++++ Material for this exercise ++++
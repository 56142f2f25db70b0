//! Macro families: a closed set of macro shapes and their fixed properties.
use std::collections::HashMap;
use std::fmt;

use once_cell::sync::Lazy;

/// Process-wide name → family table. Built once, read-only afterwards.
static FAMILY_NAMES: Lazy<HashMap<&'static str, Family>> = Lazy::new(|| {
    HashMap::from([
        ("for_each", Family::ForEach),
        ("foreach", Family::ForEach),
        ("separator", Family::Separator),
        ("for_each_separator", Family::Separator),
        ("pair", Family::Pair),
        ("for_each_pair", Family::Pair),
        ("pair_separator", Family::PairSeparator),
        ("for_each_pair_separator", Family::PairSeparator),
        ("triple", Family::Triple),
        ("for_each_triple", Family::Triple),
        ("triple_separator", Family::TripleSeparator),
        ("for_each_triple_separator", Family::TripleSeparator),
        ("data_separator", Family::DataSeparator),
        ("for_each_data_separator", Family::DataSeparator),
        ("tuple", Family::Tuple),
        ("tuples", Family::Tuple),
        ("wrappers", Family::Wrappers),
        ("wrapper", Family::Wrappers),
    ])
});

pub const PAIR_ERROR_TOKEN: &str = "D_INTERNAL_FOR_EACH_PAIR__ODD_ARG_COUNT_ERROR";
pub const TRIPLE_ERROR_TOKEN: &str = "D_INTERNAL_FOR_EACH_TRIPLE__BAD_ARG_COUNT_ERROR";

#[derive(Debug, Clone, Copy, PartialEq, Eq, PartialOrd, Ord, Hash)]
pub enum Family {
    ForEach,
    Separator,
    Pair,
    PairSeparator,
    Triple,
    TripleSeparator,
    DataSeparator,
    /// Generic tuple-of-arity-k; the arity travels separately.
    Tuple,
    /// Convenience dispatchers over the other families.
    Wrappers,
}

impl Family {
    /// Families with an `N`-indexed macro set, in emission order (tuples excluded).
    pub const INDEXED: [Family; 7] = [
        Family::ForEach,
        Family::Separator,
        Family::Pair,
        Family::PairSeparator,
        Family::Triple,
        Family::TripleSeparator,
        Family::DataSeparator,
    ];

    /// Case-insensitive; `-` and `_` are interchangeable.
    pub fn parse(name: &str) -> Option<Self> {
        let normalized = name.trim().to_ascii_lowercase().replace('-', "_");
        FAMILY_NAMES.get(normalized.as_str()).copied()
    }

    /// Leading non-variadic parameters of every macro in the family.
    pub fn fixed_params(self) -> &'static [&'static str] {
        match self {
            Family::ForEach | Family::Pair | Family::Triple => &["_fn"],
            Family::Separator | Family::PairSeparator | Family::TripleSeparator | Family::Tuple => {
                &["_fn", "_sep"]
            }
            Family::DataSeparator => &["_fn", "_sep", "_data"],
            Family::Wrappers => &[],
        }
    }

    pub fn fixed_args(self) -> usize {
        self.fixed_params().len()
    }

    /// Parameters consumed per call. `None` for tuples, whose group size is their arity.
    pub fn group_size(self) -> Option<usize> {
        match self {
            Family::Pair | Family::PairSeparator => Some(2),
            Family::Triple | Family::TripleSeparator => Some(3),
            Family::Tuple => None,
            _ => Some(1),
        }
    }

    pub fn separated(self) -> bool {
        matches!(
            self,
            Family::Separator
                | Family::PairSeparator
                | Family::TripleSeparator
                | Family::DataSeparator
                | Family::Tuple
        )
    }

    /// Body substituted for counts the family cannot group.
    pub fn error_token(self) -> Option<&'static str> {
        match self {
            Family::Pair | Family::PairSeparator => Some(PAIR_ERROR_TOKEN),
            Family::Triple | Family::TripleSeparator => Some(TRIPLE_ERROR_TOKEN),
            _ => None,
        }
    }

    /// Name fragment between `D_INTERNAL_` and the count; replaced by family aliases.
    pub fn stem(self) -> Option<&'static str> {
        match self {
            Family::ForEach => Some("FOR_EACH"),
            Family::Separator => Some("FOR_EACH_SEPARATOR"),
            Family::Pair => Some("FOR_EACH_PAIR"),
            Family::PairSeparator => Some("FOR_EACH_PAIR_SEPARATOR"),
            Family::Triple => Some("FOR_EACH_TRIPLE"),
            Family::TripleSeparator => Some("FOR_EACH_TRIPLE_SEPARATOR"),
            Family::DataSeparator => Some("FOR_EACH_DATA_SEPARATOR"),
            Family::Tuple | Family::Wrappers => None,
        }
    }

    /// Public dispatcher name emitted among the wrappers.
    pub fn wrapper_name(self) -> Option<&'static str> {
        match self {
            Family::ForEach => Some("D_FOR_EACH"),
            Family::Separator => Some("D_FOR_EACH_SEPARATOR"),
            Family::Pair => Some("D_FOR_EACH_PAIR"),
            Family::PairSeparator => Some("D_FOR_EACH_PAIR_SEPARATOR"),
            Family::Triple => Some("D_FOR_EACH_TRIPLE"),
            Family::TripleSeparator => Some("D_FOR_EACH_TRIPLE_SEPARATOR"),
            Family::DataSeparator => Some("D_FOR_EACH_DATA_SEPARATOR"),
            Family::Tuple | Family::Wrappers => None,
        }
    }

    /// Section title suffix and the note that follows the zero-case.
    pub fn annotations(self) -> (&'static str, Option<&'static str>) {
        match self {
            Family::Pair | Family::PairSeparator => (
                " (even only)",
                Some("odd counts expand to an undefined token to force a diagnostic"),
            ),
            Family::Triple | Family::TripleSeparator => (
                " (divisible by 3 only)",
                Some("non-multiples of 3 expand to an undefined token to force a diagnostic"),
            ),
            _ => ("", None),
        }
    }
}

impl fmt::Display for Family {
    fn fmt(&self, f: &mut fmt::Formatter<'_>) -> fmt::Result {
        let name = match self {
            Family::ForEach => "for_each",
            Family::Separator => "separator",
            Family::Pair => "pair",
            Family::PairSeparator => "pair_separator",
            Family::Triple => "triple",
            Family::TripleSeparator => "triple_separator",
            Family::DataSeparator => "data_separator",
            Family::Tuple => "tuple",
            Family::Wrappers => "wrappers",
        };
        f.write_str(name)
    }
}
++++
**To do**
The expected answer is a copy of each line in the records that holds the word "counts".

**Response area**
    /// Body substituted for counts the family cannot group.
                Some("odd counts expand to an undefined token to force a diagnostic"),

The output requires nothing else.